### Stored data entries
★ ★ ★ ★ ★
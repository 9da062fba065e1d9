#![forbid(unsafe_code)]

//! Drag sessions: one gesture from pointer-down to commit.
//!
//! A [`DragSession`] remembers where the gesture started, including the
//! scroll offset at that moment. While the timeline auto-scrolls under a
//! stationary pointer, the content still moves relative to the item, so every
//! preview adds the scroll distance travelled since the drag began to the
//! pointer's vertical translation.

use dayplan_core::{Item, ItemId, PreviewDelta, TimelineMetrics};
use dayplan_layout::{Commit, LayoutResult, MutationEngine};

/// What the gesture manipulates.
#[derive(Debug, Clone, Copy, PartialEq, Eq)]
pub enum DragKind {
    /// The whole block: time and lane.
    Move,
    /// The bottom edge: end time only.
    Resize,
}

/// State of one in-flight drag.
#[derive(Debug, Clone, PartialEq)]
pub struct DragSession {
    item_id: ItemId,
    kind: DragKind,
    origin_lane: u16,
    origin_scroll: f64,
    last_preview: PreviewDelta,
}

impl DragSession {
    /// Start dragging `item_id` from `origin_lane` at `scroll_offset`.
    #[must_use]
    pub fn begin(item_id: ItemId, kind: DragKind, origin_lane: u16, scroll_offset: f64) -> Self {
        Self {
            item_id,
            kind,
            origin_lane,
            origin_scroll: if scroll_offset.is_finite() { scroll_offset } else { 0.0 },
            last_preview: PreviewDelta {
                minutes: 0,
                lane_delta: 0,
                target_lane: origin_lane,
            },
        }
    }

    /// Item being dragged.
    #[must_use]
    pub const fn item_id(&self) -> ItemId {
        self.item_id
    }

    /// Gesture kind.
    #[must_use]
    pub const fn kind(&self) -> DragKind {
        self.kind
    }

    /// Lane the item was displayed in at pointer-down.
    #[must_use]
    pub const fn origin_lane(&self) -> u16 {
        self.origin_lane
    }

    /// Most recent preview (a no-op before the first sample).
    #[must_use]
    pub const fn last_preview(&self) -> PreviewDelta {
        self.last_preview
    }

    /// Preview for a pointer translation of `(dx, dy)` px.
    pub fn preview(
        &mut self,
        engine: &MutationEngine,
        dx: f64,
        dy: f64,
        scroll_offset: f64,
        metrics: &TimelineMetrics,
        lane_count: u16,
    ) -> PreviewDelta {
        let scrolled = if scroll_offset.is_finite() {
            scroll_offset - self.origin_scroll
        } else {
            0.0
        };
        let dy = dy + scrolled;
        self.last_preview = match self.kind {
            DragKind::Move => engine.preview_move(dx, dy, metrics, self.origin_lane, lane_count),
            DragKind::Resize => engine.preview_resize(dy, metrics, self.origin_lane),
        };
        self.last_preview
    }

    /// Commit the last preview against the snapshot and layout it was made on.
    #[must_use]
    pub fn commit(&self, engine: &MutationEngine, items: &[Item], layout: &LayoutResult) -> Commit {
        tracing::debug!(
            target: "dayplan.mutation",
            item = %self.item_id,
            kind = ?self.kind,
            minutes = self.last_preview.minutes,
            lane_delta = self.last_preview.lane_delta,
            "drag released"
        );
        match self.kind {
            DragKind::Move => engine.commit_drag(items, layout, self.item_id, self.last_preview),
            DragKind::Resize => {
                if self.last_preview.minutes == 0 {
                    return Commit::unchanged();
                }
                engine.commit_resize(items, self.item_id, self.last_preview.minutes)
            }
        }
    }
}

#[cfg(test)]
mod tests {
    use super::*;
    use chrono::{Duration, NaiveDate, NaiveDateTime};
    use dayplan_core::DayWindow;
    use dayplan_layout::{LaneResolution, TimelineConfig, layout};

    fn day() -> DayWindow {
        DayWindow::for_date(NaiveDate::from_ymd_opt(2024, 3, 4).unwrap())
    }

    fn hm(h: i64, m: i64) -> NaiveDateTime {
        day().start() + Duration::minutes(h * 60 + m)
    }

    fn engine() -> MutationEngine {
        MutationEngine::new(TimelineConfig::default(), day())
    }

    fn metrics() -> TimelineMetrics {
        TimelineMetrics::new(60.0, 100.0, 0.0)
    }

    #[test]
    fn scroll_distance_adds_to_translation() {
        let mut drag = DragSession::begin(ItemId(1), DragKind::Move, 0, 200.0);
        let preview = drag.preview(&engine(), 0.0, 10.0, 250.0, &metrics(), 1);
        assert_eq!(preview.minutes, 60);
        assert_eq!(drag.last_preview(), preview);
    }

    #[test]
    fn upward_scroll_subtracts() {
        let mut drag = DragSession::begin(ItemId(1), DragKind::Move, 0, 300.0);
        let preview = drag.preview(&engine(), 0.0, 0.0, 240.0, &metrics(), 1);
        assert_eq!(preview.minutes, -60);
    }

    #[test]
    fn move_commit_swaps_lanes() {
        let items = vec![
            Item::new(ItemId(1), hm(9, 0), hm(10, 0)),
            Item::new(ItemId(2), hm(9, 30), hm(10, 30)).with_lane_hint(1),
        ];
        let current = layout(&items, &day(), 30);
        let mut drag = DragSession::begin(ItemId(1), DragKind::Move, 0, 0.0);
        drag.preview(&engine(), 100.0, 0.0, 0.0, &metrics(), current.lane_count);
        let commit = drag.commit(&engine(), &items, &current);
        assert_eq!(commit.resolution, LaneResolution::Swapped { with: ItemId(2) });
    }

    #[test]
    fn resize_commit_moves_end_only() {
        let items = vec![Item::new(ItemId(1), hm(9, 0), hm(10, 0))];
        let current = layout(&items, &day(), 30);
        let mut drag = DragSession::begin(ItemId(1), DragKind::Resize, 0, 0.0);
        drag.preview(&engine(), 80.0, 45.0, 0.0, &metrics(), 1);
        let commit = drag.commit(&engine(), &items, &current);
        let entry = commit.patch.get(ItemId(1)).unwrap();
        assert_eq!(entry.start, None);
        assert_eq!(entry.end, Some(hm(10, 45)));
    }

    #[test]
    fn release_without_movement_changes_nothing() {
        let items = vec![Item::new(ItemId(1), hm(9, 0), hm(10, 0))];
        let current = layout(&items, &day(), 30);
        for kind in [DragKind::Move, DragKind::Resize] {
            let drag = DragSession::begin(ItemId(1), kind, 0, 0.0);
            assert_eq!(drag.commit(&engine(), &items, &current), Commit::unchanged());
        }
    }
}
★ ★ ★ ★ ★
### Required work
When you reach the line with "pub const fn item_id(&self)" in the records above, start writing out lines exactly, and stop once the line with "fn day() ->" has been written; include nothing else.

### The answer
    pub const fn item_id(&self) -> ItemId {
        self.item_id
    }

    /// Gesture kind.
    #[must_use]
    pub const fn kind(&self) -> DragKind {
        self.kind
    }

    /// Lane the item was displayed in at pointer-down.
    #[must_use]
    pub const fn origin_lane(&self) -> u16 {
        self.origin_lane
    }

    /// Most recent preview (a no-op before the first sample).
    #[must_use]
    pub const fn last_preview(&self) -> PreviewDelta {
        self.last_preview
    }

    /// Preview for a pointer translation of `(dx, dy)` px.
    pub fn preview(
        &mut self,
        engine: &MutationEngine,
        dx: f64,
        dy: f64,
        scroll_offset: f64,
        metrics: &TimelineMetrics,
        lane_count: u16,
    ) -> PreviewDelta {
        let scrolled = if scroll_offset.is_finite() {
            scroll_offset - self.origin_scroll
        } else {
            0.0
        };
        let dy = dy + scrolled;
        self.last_preview = match self.kind {
            DragKind::Move => engine.preview_move(dx, dy, metrics, self.origin_lane, lane_count),
            DragKind::Resize => engine.preview_resize(dy, metrics, self.origin_lane),
        };
        self.last_preview
    }

    /// Commit the last preview against the snapshot and layout it was made on.
    #[must_use]
    pub fn commit(&self, engine: &MutationEngine, items: &[Item], layout: &LayoutResult) -> Commit {
        tracing::debug!(
            target: "dayplan.mutation",
            item = %self.item_id,
            kind = ?self.kind,
            minutes = self.last_preview.minutes,
            lane_delta = self.last_preview.lane_delta,
            "drag released"
        );
        match self.kind {
            DragKind::Move => engine.commit_drag(items, layout, self.item_id, self.last_preview),
            DragKind::Resize => {
                if self.last_preview.minutes == 0 {
                    return Commit::unchanged();
                }
                engine.commit_resize(items, self.item_id, self.last_preview.minutes)
            }
        }
    }
}

#[cfg(test)]
mod tests {
    use super::*;
    use chrono::{Duration, NaiveDate, NaiveDateTime};
    use dayplan_core::DayWindow;
    use dayplan_layout::{LaneResolution, TimelineConfig, layout};

    fn day() -> DayWindow {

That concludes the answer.